Within the material below, transcribe exactly the lines from the one holding "pub fn search_ascending<T: Ord>(values: &[T], target: &T)" through the one holding "an absent target", keeping both ends and skipping the rest.

◇ ◇ ◇ ◇

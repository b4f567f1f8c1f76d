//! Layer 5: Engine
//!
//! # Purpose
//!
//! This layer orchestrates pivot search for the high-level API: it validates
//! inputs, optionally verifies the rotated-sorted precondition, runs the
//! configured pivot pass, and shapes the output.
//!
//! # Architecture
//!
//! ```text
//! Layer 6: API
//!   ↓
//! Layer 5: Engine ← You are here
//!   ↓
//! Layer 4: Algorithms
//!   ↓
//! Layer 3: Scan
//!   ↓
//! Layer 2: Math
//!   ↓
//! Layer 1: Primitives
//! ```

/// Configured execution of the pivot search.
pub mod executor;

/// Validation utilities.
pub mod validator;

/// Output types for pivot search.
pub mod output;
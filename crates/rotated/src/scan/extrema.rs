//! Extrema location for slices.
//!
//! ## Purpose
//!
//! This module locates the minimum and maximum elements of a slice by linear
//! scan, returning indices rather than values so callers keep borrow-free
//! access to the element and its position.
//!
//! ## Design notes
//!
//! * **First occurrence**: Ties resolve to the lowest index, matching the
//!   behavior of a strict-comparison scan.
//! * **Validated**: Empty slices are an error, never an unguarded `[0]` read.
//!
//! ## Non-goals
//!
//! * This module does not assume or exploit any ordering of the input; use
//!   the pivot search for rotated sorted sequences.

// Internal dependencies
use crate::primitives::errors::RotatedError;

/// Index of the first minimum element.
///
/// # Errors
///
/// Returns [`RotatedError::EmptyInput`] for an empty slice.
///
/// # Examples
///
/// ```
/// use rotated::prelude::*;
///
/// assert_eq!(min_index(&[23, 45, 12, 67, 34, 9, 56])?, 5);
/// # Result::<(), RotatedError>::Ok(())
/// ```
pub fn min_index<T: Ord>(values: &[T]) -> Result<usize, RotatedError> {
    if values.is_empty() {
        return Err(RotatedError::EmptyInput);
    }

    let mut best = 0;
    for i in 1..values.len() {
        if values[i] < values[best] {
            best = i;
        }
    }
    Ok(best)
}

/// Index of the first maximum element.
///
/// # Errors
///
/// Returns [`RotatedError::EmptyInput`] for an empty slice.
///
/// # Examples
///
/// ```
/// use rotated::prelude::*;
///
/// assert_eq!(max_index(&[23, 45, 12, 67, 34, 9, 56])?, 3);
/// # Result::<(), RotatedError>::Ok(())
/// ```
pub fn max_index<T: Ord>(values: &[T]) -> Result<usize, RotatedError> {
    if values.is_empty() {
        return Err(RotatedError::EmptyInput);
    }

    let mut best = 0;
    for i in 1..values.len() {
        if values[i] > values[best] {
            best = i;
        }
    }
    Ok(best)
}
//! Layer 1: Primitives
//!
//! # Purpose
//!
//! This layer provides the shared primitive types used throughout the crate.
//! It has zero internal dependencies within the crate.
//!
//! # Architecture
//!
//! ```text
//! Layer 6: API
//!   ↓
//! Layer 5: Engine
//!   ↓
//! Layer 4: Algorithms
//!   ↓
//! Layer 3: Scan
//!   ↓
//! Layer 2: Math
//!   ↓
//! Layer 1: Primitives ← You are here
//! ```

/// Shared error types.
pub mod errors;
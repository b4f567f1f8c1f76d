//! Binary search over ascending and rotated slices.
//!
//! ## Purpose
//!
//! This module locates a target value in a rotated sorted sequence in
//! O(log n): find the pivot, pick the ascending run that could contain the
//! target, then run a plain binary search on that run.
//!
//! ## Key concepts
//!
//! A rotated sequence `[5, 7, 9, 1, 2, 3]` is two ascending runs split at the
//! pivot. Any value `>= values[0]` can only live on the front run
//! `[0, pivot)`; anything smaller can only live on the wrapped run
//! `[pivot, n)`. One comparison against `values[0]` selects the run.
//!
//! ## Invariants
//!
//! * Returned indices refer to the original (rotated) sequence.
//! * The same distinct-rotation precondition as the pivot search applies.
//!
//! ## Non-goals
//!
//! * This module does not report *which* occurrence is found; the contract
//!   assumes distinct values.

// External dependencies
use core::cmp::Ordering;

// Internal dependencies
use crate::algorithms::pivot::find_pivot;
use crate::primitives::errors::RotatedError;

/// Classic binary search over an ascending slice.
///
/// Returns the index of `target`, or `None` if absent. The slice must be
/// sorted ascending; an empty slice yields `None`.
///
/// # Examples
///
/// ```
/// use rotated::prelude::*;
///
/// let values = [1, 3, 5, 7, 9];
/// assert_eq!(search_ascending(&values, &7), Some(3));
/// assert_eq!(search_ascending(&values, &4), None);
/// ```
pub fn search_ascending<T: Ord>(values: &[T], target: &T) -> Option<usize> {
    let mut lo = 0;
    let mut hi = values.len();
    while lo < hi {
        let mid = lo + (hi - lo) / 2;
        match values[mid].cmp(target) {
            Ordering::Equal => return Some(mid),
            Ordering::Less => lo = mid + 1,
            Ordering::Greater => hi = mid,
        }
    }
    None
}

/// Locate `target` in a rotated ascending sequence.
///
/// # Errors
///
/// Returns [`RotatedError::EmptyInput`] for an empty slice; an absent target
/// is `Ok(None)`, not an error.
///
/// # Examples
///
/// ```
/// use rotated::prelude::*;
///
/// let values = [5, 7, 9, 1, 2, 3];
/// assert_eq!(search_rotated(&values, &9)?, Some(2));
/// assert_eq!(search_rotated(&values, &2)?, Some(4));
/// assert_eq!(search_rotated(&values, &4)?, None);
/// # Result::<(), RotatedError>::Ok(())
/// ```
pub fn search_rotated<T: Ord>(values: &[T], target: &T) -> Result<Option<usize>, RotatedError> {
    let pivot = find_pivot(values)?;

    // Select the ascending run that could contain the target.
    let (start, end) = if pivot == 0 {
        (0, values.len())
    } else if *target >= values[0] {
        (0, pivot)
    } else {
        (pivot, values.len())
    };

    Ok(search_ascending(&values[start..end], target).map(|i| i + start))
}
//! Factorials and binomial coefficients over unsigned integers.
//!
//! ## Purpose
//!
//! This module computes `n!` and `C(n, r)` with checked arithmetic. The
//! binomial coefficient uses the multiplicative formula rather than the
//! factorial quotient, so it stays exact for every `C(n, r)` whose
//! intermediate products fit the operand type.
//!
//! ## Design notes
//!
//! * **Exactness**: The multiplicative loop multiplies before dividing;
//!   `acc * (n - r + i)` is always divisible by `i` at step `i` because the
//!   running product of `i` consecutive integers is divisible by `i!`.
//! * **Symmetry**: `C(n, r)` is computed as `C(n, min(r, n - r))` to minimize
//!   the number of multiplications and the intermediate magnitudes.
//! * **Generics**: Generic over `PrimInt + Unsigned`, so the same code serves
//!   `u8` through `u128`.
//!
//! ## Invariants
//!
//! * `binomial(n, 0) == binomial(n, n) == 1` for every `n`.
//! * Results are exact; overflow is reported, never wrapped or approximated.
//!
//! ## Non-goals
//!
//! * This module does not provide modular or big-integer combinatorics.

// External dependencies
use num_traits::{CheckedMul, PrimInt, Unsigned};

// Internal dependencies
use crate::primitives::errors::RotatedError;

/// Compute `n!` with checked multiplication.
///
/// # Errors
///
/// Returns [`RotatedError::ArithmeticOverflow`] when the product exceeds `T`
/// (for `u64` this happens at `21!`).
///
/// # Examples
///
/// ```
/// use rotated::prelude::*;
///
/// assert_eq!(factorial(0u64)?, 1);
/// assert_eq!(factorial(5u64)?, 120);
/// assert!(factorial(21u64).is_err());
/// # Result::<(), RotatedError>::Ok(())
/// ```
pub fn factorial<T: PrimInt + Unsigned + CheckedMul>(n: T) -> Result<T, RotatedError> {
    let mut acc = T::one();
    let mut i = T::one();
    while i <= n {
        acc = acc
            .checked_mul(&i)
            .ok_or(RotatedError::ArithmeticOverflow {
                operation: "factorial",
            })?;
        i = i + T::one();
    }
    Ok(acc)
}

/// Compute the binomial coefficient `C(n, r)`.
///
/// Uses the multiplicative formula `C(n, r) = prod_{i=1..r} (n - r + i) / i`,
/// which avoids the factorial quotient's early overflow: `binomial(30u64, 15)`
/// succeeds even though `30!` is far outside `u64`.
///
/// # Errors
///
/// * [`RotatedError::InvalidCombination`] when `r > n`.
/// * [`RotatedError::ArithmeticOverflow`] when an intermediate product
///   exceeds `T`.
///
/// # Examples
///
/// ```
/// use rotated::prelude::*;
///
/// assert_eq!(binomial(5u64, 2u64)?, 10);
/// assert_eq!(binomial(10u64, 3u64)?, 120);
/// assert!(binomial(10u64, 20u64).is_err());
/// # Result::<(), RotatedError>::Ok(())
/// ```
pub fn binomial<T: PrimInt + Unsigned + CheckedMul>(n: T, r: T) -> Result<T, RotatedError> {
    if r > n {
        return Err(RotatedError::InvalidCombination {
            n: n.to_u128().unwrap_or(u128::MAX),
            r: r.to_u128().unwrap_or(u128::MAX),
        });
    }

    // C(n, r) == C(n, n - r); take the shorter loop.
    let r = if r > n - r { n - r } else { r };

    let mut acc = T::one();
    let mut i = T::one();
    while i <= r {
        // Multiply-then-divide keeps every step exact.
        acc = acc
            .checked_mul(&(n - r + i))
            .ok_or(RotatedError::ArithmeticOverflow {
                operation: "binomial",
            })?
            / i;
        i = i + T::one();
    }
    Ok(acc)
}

◇ ◇ ◇ ◇

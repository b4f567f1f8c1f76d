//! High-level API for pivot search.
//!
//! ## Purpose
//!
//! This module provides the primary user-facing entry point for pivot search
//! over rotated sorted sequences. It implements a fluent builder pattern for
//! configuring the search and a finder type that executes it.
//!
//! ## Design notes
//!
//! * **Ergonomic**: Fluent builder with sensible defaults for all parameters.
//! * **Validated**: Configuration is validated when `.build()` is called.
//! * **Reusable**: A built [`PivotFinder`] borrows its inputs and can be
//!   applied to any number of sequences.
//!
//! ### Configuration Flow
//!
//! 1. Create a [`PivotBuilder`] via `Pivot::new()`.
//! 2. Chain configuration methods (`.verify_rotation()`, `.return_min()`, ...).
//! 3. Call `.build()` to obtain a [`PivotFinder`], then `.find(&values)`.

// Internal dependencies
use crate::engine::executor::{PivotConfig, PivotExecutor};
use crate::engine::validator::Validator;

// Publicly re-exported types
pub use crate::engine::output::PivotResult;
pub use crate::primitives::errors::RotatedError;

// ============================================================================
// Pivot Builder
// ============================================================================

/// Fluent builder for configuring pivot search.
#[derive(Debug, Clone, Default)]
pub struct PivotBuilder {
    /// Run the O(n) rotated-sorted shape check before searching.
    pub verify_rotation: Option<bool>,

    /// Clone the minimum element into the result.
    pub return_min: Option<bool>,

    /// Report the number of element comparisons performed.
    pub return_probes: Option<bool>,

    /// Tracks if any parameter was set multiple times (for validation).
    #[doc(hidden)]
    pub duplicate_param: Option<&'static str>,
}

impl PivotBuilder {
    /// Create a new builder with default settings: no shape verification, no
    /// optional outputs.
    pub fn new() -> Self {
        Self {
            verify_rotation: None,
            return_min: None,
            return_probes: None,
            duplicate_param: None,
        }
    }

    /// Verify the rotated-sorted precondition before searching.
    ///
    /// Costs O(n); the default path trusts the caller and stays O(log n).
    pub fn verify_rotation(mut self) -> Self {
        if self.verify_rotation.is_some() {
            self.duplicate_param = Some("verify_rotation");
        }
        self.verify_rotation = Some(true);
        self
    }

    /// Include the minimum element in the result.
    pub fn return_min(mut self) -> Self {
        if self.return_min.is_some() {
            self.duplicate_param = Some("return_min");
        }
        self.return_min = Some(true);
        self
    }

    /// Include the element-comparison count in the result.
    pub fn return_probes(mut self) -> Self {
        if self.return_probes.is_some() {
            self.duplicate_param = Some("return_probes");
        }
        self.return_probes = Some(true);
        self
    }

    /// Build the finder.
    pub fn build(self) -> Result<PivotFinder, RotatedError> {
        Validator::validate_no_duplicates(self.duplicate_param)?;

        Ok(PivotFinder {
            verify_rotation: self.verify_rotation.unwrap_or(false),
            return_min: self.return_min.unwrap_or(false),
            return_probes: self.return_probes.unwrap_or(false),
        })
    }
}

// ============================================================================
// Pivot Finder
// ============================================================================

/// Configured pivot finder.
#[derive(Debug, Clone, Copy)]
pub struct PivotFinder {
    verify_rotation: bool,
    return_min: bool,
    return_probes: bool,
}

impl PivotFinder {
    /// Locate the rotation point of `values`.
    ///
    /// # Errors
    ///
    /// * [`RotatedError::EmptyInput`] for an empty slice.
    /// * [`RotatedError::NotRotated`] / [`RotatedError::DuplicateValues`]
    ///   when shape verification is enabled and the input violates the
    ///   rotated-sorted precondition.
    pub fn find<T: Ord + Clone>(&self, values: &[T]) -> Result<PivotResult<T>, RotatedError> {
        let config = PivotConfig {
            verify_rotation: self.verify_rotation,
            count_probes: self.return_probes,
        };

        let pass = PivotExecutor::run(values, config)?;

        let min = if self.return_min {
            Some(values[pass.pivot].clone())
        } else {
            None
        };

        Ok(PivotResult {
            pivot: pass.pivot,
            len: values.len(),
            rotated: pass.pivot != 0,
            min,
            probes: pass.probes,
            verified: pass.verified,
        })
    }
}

◇ ◇ ◇ ◇

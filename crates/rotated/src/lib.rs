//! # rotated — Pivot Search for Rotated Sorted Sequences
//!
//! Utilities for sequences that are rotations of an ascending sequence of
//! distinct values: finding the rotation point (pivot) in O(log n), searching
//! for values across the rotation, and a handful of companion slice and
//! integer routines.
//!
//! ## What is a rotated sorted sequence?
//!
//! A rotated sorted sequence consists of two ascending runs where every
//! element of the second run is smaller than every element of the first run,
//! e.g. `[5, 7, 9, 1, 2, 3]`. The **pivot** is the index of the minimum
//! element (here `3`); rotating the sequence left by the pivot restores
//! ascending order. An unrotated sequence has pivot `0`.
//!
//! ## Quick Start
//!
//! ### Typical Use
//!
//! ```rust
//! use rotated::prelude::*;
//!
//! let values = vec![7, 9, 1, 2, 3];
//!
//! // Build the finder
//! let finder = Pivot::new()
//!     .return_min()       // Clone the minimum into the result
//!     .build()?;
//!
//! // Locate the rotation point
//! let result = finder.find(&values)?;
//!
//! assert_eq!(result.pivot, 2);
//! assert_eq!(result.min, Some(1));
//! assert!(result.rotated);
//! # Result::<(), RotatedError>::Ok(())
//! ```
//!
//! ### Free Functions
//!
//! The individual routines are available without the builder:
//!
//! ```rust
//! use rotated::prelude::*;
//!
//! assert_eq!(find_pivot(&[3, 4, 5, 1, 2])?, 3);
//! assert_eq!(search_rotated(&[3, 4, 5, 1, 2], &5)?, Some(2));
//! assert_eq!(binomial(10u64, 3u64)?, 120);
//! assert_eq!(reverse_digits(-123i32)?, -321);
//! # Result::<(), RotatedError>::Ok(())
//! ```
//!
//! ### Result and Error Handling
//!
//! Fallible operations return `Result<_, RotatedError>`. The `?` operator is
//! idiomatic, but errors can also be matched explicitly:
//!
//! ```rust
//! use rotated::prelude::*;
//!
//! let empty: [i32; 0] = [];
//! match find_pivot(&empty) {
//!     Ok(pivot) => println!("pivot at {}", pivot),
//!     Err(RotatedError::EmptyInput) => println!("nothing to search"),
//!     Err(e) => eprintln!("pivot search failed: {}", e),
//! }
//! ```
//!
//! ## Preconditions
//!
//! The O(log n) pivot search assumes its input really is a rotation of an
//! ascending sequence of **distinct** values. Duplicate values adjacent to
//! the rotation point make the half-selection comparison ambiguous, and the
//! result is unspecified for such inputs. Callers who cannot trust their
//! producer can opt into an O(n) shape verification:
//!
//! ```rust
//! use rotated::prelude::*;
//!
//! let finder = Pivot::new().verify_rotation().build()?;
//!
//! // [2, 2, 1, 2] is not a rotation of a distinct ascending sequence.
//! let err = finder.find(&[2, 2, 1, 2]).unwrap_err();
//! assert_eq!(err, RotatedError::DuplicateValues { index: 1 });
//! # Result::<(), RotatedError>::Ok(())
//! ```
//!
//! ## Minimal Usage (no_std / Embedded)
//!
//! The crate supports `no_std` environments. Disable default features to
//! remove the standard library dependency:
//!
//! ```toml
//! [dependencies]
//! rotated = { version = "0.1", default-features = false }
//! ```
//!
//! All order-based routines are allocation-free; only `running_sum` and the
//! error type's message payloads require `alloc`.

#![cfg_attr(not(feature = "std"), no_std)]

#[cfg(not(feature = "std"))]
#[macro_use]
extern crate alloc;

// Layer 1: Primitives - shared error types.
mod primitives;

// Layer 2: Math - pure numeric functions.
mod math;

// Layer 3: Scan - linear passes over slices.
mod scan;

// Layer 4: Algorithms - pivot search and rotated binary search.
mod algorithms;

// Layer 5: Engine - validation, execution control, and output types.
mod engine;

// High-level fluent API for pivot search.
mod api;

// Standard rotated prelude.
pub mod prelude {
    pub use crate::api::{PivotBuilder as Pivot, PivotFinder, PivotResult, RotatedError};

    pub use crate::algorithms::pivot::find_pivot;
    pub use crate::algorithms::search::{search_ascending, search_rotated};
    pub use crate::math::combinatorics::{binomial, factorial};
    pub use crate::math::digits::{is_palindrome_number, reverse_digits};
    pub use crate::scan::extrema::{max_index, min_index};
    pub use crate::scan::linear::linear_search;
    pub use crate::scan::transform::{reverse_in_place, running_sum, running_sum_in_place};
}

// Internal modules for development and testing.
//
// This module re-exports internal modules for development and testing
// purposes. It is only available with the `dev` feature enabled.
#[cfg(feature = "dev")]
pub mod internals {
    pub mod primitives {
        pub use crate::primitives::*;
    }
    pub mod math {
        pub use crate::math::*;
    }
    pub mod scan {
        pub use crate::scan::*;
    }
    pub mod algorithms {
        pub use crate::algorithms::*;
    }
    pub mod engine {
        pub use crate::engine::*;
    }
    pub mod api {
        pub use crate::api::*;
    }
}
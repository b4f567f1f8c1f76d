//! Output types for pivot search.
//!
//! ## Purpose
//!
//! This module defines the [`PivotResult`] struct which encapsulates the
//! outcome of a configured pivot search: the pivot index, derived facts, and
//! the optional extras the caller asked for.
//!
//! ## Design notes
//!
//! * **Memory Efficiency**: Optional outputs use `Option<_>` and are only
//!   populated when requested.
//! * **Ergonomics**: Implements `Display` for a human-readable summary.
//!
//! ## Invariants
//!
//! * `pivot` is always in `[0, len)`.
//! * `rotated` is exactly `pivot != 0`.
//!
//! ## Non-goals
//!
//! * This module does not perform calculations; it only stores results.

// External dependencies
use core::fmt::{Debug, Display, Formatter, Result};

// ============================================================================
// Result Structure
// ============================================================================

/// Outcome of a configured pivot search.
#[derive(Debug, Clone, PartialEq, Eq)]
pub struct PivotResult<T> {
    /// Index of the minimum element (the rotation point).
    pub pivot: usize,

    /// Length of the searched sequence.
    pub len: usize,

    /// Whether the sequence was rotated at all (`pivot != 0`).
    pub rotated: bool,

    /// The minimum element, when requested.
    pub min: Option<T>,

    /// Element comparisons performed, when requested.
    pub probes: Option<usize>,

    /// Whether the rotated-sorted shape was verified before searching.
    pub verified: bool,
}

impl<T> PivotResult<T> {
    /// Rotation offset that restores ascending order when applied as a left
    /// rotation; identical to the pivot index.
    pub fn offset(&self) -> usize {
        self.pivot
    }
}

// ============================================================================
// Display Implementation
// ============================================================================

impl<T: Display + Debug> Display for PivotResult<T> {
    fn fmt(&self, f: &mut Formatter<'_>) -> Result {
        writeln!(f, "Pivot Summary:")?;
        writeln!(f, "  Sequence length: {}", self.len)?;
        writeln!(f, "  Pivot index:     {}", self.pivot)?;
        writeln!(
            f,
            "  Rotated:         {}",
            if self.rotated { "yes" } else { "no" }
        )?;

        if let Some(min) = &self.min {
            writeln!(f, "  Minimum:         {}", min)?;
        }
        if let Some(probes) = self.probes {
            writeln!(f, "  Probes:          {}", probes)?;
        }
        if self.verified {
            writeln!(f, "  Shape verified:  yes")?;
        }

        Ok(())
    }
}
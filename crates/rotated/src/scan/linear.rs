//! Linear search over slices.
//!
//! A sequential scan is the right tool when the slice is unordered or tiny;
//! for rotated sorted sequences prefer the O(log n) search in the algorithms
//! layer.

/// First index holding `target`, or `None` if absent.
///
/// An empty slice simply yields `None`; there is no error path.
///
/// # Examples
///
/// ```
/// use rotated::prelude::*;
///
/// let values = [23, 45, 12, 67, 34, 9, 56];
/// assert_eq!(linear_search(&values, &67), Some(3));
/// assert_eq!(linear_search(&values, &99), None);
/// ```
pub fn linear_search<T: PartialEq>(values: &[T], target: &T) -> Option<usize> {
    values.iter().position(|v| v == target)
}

◇ ◇ ◇ ◇

**TASK RESULT:**
pub fn search_ascending<T: Ord>(values: &[T], target: &T) -> Option<usize> {
    let mut lo = 0;
    let mut hi = values.len();
    while lo < hi {
        let mid = lo + (hi - lo) / 2;
        match values[mid].cmp(target) {
            Ordering::Equal => return Some(mid),
            Ordering::Less => lo = mid + 1,
            Ordering::Greater => hi = mid,
        }
    }
    None
}

/// Locate `target` in a rotated ascending sequence.
///
/// # Errors
///
/// Returns [`RotatedError::EmptyInput`] for an empty slice; an absent target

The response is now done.